Start of Block

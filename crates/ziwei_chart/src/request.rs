//! JSON request/response contract for chart calculation.
//!
//! `lunarYear` is the only source of truth for the year stem-branch. A
//! caller may send `yearStem` / `yearBranch` alongside it; those are
//! compared against the recomputed values and, when they disagree or do not
//! parse, reported as warnings and otherwise ignored.

use serde::{Deserialize, Serialize};

use ziwei_base::{BirthInput, Branch, Gender, Stem, StemBranch, ZiweiError, resolve_year_stem_branch};

use crate::chart::{ChartLayer, assemble_chart_with};
use crate::config::ChartConfig;

/// Longest accepted `name` / `placeOfBirth`, in characters.
pub const MAX_TEXT_CHARS: usize = 100;

/// Incoming chart calculation request.
#[derive(Debug, Clone, PartialEq, Eq, Serialize, Deserialize)]
#[serde(rename_all = "camelCase")]
pub struct ChartRequest {
    pub lunar_year: i32,
    pub lunar_month: u8,
    pub lunar_day: u8,
    #[serde(default)]
    pub is_leap_month: bool,
    /// Branch name (子 … 亥, or pinyin).
    pub hour_branch: String,
    #[serde(default, skip_serializing_if = "Option::is_none")]
    pub year_stem: Option<String>,
    #[serde(default, skip_serializing_if = "Option::is_none")]
    pub year_branch: Option<String>,
    /// 男/女, male/female or M/F.
    pub gender: String,
    #[serde(default, skip_serializing_if = "Option::is_none")]
    pub name: Option<String>,
    #[serde(default, skip_serializing_if = "Option::is_none")]
    pub place_of_birth: Option<String>,
}

/// Outcome of a chart calculation request.
#[derive(Debug, Clone, PartialEq, Eq, Serialize)]
pub struct ChartResponse {
    pub success: bool,
    #[serde(skip_serializing_if = "Option::is_none")]
    pub chart: Option<ChartLayer>,
    #[serde(skip_serializing_if = "Option::is_none")]
    pub error: Option<String>,
    #[serde(skip_serializing_if = "Vec::is_empty")]
    pub warnings: Vec<String>,
}

impl ChartResponse {
    fn ok(chart: ChartLayer, warnings: Vec<String>) -> Self {
        Self {
            success: true,
            chart: Some(chart),
            error: None,
            warnings,
        }
    }

    fn failed(err: &ZiweiError, warnings: Vec<String>) -> Self {
        Self {
            success: false,
            chart: None,
            error: Some(err.to_string()),
            warnings,
        }
    }
}

impl ChartRequest {
    /// Validate the request into a [`BirthInput`].
    pub fn to_birth_input(&self) -> Result<BirthInput, ZiweiError> {
        let hour: Branch = self.hour_branch.parse()?;
        let gender: Gender = self.gender.parse()?;
        let mut birth = BirthInput::new(
            self.lunar_year,
            self.lunar_month,
            self.lunar_day,
            hour,
            gender,
        )?
        .with_leap_month(self.is_leap_month);
        if let Some(name) = trimmed(self.name.as_deref()) {
            check_length("name", name)?;
            birth = birth.with_name(name);
        }
        if let Some(place) = trimmed(self.place_of_birth.as_deref()) {
            check_length("placeOfBirth", place)?;
            birth = birth.with_place_of_birth(place);
        }
        Ok(birth)
    }

    /// Compare caller-supplied year stem/branch with the computed pair.
    ///
    /// Returns one [`ZiweiError::Mismatch`] per disagreeing field.
    pub fn year_mismatches(&self, computed: StemBranch) -> Vec<ZiweiError> {
        let mut out = Vec::new();
        if let Some(supplied) = trimmed(self.year_stem.as_deref()) {
            if supplied.parse::<Stem>().ok() != Some(computed.stem()) {
                out.push(ZiweiError::Mismatch {
                    field: "yearStem",
                    supplied: supplied.to_string(),
                    computed: computed.stem().to_string(),
                });
            }
        }
        if let Some(supplied) = trimmed(self.year_branch.as_deref()) {
            if supplied.parse::<Branch>().ok() != Some(computed.branch()) {
                out.push(ZiweiError::Mismatch {
                    field: "yearBranch",
                    supplied: supplied.to_string(),
                    computed: computed.branch().to_string(),
                });
            }
        }
        out
    }
}

fn trimmed(s: Option<&str>) -> Option<&str> {
    s.map(str::trim).filter(|s| !s.is_empty())
}

fn check_length(field: &'static str, value: &str) -> Result<(), ZiweiError> {
    if value.chars().count() > MAX_TEXT_CHARS {
        return Err(ZiweiError::TextTooLong {
            field,
            max: MAX_TEXT_CHARS,
        });
    }
    Ok(())
}

/// Calculate a chart with the default configuration.
pub fn calculate_chart(request: &ChartRequest) -> ChartResponse {
    calculate_chart_with(request, &ChartConfig::default())
}

/// Calculate a chart. Never panics; every failure becomes `success: false`.
pub fn calculate_chart_with(request: &ChartRequest, config: &ChartConfig) -> ChartResponse {
    let birth = match request.to_birth_input() {
        Ok(b) => b,
        Err(e) => {
            tracing::debug!(error = %e, "rejected chart request");
            return ChartResponse::failed(&e, Vec::new());
        }
    };

    let mut warnings = Vec::new();
    if let Ok(computed) = resolve_year_stem_branch(birth.year()) {
        for mismatch in request.year_mismatches(computed) {
            tracing::warn!(%mismatch, "ignoring caller-supplied year value");
            warnings.push(mismatch.to_string());
        }
    }

    match assemble_chart_with(&birth, config) {
        Ok(chart) => ChartResponse::ok(chart, warnings),
        Err(e) => {
            tracing::warn!(error = %e, "chart assembly failed");
            ChartResponse::failed(&e, warnings)
        }
    }
}

/// Parse a JSON request and calculate its chart.
///
/// A body that is not valid JSON for [`ChartRequest`] yields a failed
/// response rather than an error.
pub fn calculate_chart_json(body: &str, config: &ChartConfig) -> ChartResponse {
    match serde_json::from_str::<ChartRequest>(body) {
        Ok(request) => calculate_chart_with(&request, config),
        Err(e) => ChartResponse {
            success: false,
            chart: None,
            error: Some(format!("malformed request: {e}")),
            warnings: Vec::new(),
        },
    }
}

End of Block

Copy out each line in the preceding records that contains "body".

▸ ANSWER SECTION:
/// A body that is not valid JSON for [`ChartRequest`] yields a failed
pub fn calculate_chart_json(body: &str, config: &ChartConfig) -> ChartResponse {
    match serde_json::from_str::<ChartRequest>(body) {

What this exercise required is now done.